Selena's first live album, Live (1993), contained three studio tracks and produced two top-five U.S. singles, "No Debes Jugar" and "La Llamada". After her collaboration with the Barrio Boyzz on the single "Donde Quiera Que Estés" peaked at number one on the Hot Latin Songs chart, Selena released her fourth studio album, Amor Prohibido (1994). The album continued the singer's streak of US number one singles with "Amor Prohibido", "Bidi Bidi Bom Bom", "No Me Queda Más", and The Pretenders' cover "Fotos y Recuerdos". The latter peaked at number one posthumously following the shooting death of Selena on March 31, 1995. "Amor Prohibido" and "No Me Queda Más" became the most successful U.S. Latin singles of 1994 and 1995, respectively. At the time of her death, Selena was in the process of crossing over into the American pop market. Recording labels EMI Latin and EMI Records jointly released Dreaming of You several months after her death. Fearful that the song might cannibalize sales of the album in the U.S., EMI Records released "I Could Fall in Love" as a promotional single. It became the highest charting English-language song on the Hot Latin Songs chart for two years and became her first number one single in Canada. The title track, "Dreaming of You" became the highest charting Billboard Hot 100 song of the singer's career, peaking at number 22. Her cover of Pedro Infante's "Tú Sólo Tú" peaked at number one on the Hot Latin Songs for ten consecutive weeks; the longest number-one single of her career. "I'm Getting Used to You" peaked at number one on the U.S. Dance/Electronic Singles Sales; her first number one on that chart.
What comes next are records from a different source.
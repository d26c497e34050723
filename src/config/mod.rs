//! Configuration module for ledgerlens
//!
//! This module provides configuration management including:
//! - XDG-compliant path resolution
//! - Budget-rule targets, status thresholds and the display palette

pub mod paths;
pub mod settings;

pub use paths::LensPaths;
pub use settings::{BudgetTargets, Palette, Settings, StatusThresholds};
//! Spending breakdown
//!
//! Share of total expenses per category, for the dashboard's breakdown bars.
//! Percentages are taken over total expenses, never over income.

use serde::Serialize;
use std::collections::HashMap;
use std::io::Write;

use crate::config::Palette;
use crate::error::{LensError, LensResult};
use crate::models::{BudgetGroup, CategoryCatalog, CategoryGroupSummary, Money, Transaction};

/// One bar of the breakdown
#[derive(Debug, Clone, PartialEq, Serialize)]
pub struct BreakdownRow {
    /// Category (or group) name
    pub label: String,
    /// Accumulated absolute spending
    pub amount: Money,
    /// Share of total expenses, rounded to a whole percent
    pub percentage: u32,
    /// Number of transactions folded into this row
    pub transaction_count: usize,
    /// Colour assigned by first appearance in the input
    pub color: Option<String>,
}

/// Expense breakdown, sorted by amount descending
#[derive(Debug, Clone, Default, Serialize)]
pub struct CategoryBreakdown {
    pub rows: Vec<BreakdownRow>,
    /// Sum of all included amounts (absolute)
    pub total_expenses: Money,
}

struct Bucket {
    label: String,
    amount: Money,
    count: usize,
}

impl CategoryBreakdown {
    /// Break expense transactions down by category name
    ///
    /// Income is skipped. Transactions whose category is unknown are folded
    /// into `"Other"`. Categories that share a name share a row.
    pub fn from_transactions(
        transactions: &[Transaction],
        catalog: &CategoryCatalog,
        palette: &Palette,
    ) -> Self {
        let mut buckets: Vec<Bucket> = Vec::new();
        let mut index: HashMap<String, usize> = HashMap::new();

        for txn in transactions.iter().filter(|t| t.is_expense()) {
            let label = catalog.name_of(txn.category_id.as_ref());
            let slot = *index.entry(label.to_string()).or_insert_with(|| {
                buckets.push(Bucket {
                    label: label.to_string(),
                    amount: Money::zero(),
                    count: 0,
                });
                buckets.len() - 1
            });
            buckets[slot].amount += txn.amount.abs();
            buckets[slot].count += 1;
        }

        Self::from_buckets(buckets, palette)
    }

    /// Break a server-side group summary down the same way
    ///
    /// The Income group is skipped; every other group counts as spending.
    pub fn from_group_summary(summaries: &[CategoryGroupSummary], palette: &Palette) -> Self {
        let mut buckets: Vec<Bucket> = Vec::new();

        for summary in summaries {
            if summary.budget_group() == Some(BudgetGroup::Income) {
                continue;
            }
            match buckets
                .iter_mut()
                .find(|b| b.label == summary.category_group_name)
            {
                Some(bucket) => {
                    bucket.amount += summary.total_amount.abs();
                    bucket.count += summary.transaction_count as usize;
                }
                None => buckets.push(Bucket {
                    label: summary.category_group_name.clone(),
                    amount: summary.total_amount.abs(),
                    count: summary.transaction_count as usize,
                }),
            }
        }

        Self::from_buckets(buckets, palette)
    }

    fn from_buckets(buckets: Vec<Bucket>, palette: &Palette) -> Self {
        let total_expenses: Money = buckets.iter().map(|b| b.amount).sum();

        let mut rows: Vec<BreakdownRow> = buckets
            .into_iter()
            .enumerate()
            .map(|(i, bucket)| BreakdownRow {
                percentage: bucket.amount.percentage_of(total_expenses).round() as u32,
                color: palette.color_for(i).map(str::to_string),
                label: bucket.label,
                amount: bucket.amount,
                transaction_count: bucket.count,
            })
            .collect();

        // Stable: equal amounts keep first-encountered order.
        rows.sort_by(|a, b| b.amount.cmp(&a.amount));

        Self {
            rows,
            total_expenses,
        }
    }

    pub fn is_empty(&self) -> bool {
        self.rows.is_empty()
    }

    /// The `limit` largest rows
    pub fn top(&self, limit: usize) -> &[BreakdownRow] {
        &self.rows[..limit.min(self.rows.len())]
    }

    /// Export the breakdown to CSV format
    pub fn export_csv<W: Write>(&self, writer: W) -> LensResult<()> {
        let mut csv = csv::Writer::from_writer(writer);
        csv.write_record(["Category", "Amount", "Transaction Count", "Percentage", "Color"])?;

        for row in &self.rows {
            csv.write_record([
                row.label.clone(),
                format!("{:.2}", row.amount.to_major()),
                row.transaction_count.to_string(),
                row.percentage.to_string(),
                row.color.clone().unwrap_or_default(),
            ])?;
        }

        csv.flush().map_err(|e| LensError::Export(e.to_string()))?;
        Ok(())
    }
}
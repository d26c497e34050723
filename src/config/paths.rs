//! Path management for ledgerlens
//!
//! ## Path Resolution Order
//!
//! 1. `LEDGERLENS_CONFIG_DIR` environment variable (if set)
//! 2. Unix (Linux/macOS): `$XDG_CONFIG_HOME/ledgerlens` or `~/.config/ledgerlens`
//! 3. Windows: `%APPDATA%\ledgerlens`

use std::path::PathBuf;

use crate::error::LensError;

/// Environment variable that overrides the configuration directory
pub const CONFIG_DIR_ENV: &str = "LEDGERLENS_CONFIG_DIR";

/// Manages the paths used by ledgerlens
#[derive(Debug, Clone)]
pub struct LensPaths {
    base_dir: PathBuf,
}

impl LensPaths {
    /// Create a new LensPaths instance
    ///
    /// # Errors
    ///
    /// Returns an error if neither the override nor a home directory can be
    /// determined.
    pub fn new() -> Result<Self, LensError> {
        let base_dir = if let Ok(custom) = std::env::var(CONFIG_DIR_ENV) {
            PathBuf::from(custom)
        } else {
            resolve_default_path()?
        };

        Ok(Self { base_dir })
    }

    /// Create LensPaths with a custom base directory (useful for testing)
    pub fn with_base_dir(base_dir: PathBuf) -> Self {
        Self { base_dir }
    }

    /// Get the base directory (~/.config/ledgerlens/ or equivalent)
    pub fn base_dir(&self) -> &PathBuf {
        &self.base_dir
    }

    /// Get the path to the settings file
    pub fn settings_file(&self) -> PathBuf {
        self.base_dir.join("config.json")
    }

    /// Ensure the base directory exists
    pub fn ensure_directories(&self) -> Result<(), LensError> {
        std::fs::create_dir_all(&self.base_dir)
            .map_err(|e| LensError::Io(format!("Failed to create config directory: {}", e)))
    }

    /// Check if a settings file has been written
    pub fn is_initialized(&self) -> bool {
        self.settings_file().exists()
    }
}

#[cfg(not(windows))]
fn resolve_default_path() -> Result<PathBuf, LensError> {
    let config_base = match std::env::var("XDG_CONFIG_HOME") {
        Ok(xdg) => PathBuf::from(xdg),
        Err(_) => {
            let home = std::env::var("HOME").map_err(|_| {
                LensError::Config("HOME environment variable not set".into())
            })?;
            PathBuf::from(home).join(".config")
        }
    };
    Ok(config_base.join("ledgerlens"))
}

#[cfg(windows)]
fn resolve_default_path() -> Result<PathBuf, LensError> {
    let appdata = std::env::var("APPDATA")
        .map_err(|_| LensError::Config("Could not determine APPDATA directory".into()))?;
    Ok(PathBuf::from(appdata).join("ledgerlens"))
}
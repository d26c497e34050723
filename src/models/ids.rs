//! Strongly-typed ID wrappers for the records served by the API
//!
//! Using newtype wrappers prevents accidentally mixing up IDs from different
//! entity types at compile time.

use serde::{Deserialize, Serialize};
use std::fmt;
use std::str::FromStr;
use uuid::Uuid;

/// Macro to generate ID newtype wrappers
macro_rules! define_id {
    ($name:ident, $display_prefix:literal) => {
        #[derive(Debug, Clone, Copy, PartialEq, Eq, Hash, Serialize, Deserialize)]
        #[serde(transparent)]
        pub struct $name(Uuid);

        impl $name {
            /// Create a new random ID
            pub fn new() -> Self {
                Self(Uuid::new_v4())
            }

            /// Get the underlying UUID
            pub fn as_uuid(&self) -> &Uuid {
                &self.0
            }

            /// Parse an ID from a string
            pub fn parse(s: &str) -> Result<Self, uuid::Error> {
                Ok(Self(Uuid::parse_str(s)?))
            }
        }

        impl Default for $name {
            fn default() -> Self {
                Self::new()
            }
        }

        impl fmt::Display for $name {
            fn fmt(&self, f: &mut fmt::Formatter<'_>) -> fmt::Result {
                write!(f, "{}{}", $display_prefix, &self.0.to_string()[..8])
            }
        }

        impl From<Uuid> for $name {
            fn from(uuid: Uuid) -> Self {
                Self(uuid)
            }
        }

        impl FromStr for $name {
            type Err = uuid::Error;

            fn from_str(s: &str) -> Result<Self, Self::Err> {
                if let Ok(uuid) = Uuid::parse_str(s) {
                    return Ok(Self(uuid));
                }
                let s = s.strip_prefix($display_prefix).unwrap_or(s);
                Ok(Self(Uuid::parse_str(s)?))
            }
        }
    };
}

define_id!(UserId, "usr-");
define_id!(AccountId, "acc-");
define_id!(TransactionId, "txn-");
define_id!(CategoryId, "cat-");
define_id!(CategoryGroupId, "grp-");
define_id!(GoalId, "goal-");
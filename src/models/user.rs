//! User and session models
//!
//! The authenticated user is carried in an explicit [`Session`] value and
//! passed to the functions that need it.

use chrono::{DateTime, Utc};
use serde::{Deserialize, Serialize};
use std::fmt;

use super::ids::UserId;
use crate::currency::CurrencyCode;

/// Financial profile chosen at registration
#[derive(Debug, Clone, Copy, PartialEq, Eq, Serialize, Deserialize)]
pub enum UserProfile {
    #[serde(rename = "Low-Income")]
    LowIncome,
    #[serde(rename = "High-Income/High-Expense")]
    HighIncomeHighExpense,
    #[serde(rename = "Wealth-Builder")]
    WealthBuilder,
}

impl fmt::Display for UserProfile {
    fn fmt(&self, f: &mut fmt::Formatter<'_>) -> fmt::Result {
        match self {
            Self::LowIncome => write!(f, "Low-Income"),
            Self::HighIncomeHighExpense => write!(f, "High-Income/High-Expense"),
            Self::WealthBuilder => write!(f, "Wealth-Builder"),
        }
    }
}

#[derive(Debug, Clone, Serialize, Deserialize)]
pub struct User {
    pub id: UserId,
    pub email: String,
    pub first_name: String,
    pub last_name: String,
    pub profile: UserProfile,
    pub default_currency: CurrencyCode,
    #[serde(default, skip_serializing_if = "Option::is_none")]
    pub created_at: Option<DateTime<Utc>>,
    #[serde(default, skip_serializing_if = "Option::is_none")]
    pub updated_at: Option<DateTime<Utc>>,
}

impl User {
    pub fn full_name(&self) -> String {
        format!("{} {}", self.first_name, self.last_name).trim().to_string()
    }

    /// Initials for avatars, e.g. "AG" for Ana Gomez
    pub fn initials(&self) -> String {
        self.first_name
            .chars()
            .next()
            .into_iter()
            .chain(self.last_name.chars().next())
            .collect::<String>()
            .to_uppercase()
    }
}

/// The authenticated context a computation runs under
#[derive(Debug, Clone)]
pub struct Session {
    pub user: User,
}

impl Session {
    pub fn new(user: User) -> Self {
        Self { user }
    }

    pub fn user_id(&self) -> UserId {
        self.user.id
    }

    pub fn default_currency(&self) -> &CurrencyCode {
        &self.user.default_currency
    }
}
Selena's last recorded song, "A Boy Like That" (a song from the 1967 musical West Side Story) was part of the National Academy of Recording Arts and Sciences honoring the musical. The song was also a benefit recording for AIDS Project Los Angeles. It peaked at number four on the U.S. Dance Club Songs chart after its release in 1996. In 2002, Selena's brother and music producer A.B. Quintanilla mashed "Como la Flor", "Amor Prohibido", and "Si Una Vez" into a medley entitled "Con Tanto Amor Medley" to promote the album Ones. Since Billboard magazine began monitoring music downloads in 2010, Selena's songs re-entered the U.S. charts including first time entries "La Carcacha" (1990), "Ya Ves" (1990), "Enamorada de Ti" (1990), "Baila Esta Cumbia" (1992), and "El Chico del Apartamento 512" (1994).

== Singles ==
=== Solo career ===

| Title | Year | Peak chart positions |  |  |  |  |  |  | Sales | Certifications | Album |
| US | US AC | US Latin | US Latin Pop | US Reg. Mex | AUS | CAN |
| "Contigo Quiero Estar" | 1989 | — | — | — | — | — | — | — |  |  | Selena |
| "Sukiyaki" | — | — | — | — | — | — | — |  |  |
| "Mentiras" | — | — | — | — | — | — | — |  |  |
| "Baila Esta Cumbia" | 1990 | — | — | — | — | — | — | — |  | RIAA: 6× Platinum (Latin); | Ven Conmigo |
| "Ya Ves" | — | — | — | — | — | — | — |  |  |
| "La Tracalera" | — | — | — | — | — | — | — |  |  |
| "La Carcacha" | 1992 | — | — | — | — | — | — | — |  | RIAA: 3× Platinum (Latin); | Entre a Mi Mundo |
| "Como la Flor" | — | — | 6 | — | 9 | — | — |  | RIAA: 9× Platinum (Latin); |
| "¿Qué Creias?" | — | — | 14 | — | — | — | — |  | RIAA: Gold (Latin); |
| "Ámame" | 1993 | — | — | 27 | — | — | — | — |  |  |
| "No Debes Jugar" | — | — | 3 | — | — | — | — |  | RIAA: Platinum (Latin); | Selena Live! |
| "La Llamada" | — | — | 5 | — | — | — | — |  | RIAA: Platinum (Latin); |
| "Amor Prohibido" | 1994 | — | — | 1 | — | 5 | — | — |  | RIAA: 7× Platinum (Latin); | Amor Prohibido |
| "Bidi Bidi Bom Bom" | — | — | 1 | 11 | 4 | — | — |  | RIAA: 9× Platinum (Latin); |
| "No Me Queda Más" | — | — | 1 | 13 | 1 | — | — |  | RIAA: 4× Platinum (Latin); |
| "Fotos y Recuerdos" | 1995 | — | — | 1 | 12 | 1 | — | — |  | RIAA: Platinum (Latin); |
| "I Could Fall in Love" | — | 12 | 2 | 1 | 5 | 60 | 10 |  | RIAA: Gold; | Dreaming of You |
| "Dreaming of You" | 22 | 9 | 11 | 9 | — | — | 30 | US: 254,000; | RIAA: Gold; |
| "Techno Cumbia" | — | — | 4 | — | 4 | — | — |  | RIAA: Platinum (Latin); |
| "El Toro Relajo" | — | — | 24 | — | 14 | — | — |  |  |
| "I'm Getting Used to You" | 1996 | — | 23 | — | — | — | — | 65 |  |
| "Siempre Hace Frio" | — | — | 2 | — | 2 | — | — |  |  | Siempre Selena |
| "No Quiero Saber" | — | — | 6 | 10 | 15 | — | — |  |  |
| "Costumbres" | — | — | 15 | — | 13 | — | — |  |  |
| "Disco Medley" | 1997 | — | — | 25 | 8 | — | — | — |  |  | Selena: The Original Motion Picture Soundtrack |
"—" denotes a recording that did not chart or was not released in that territory.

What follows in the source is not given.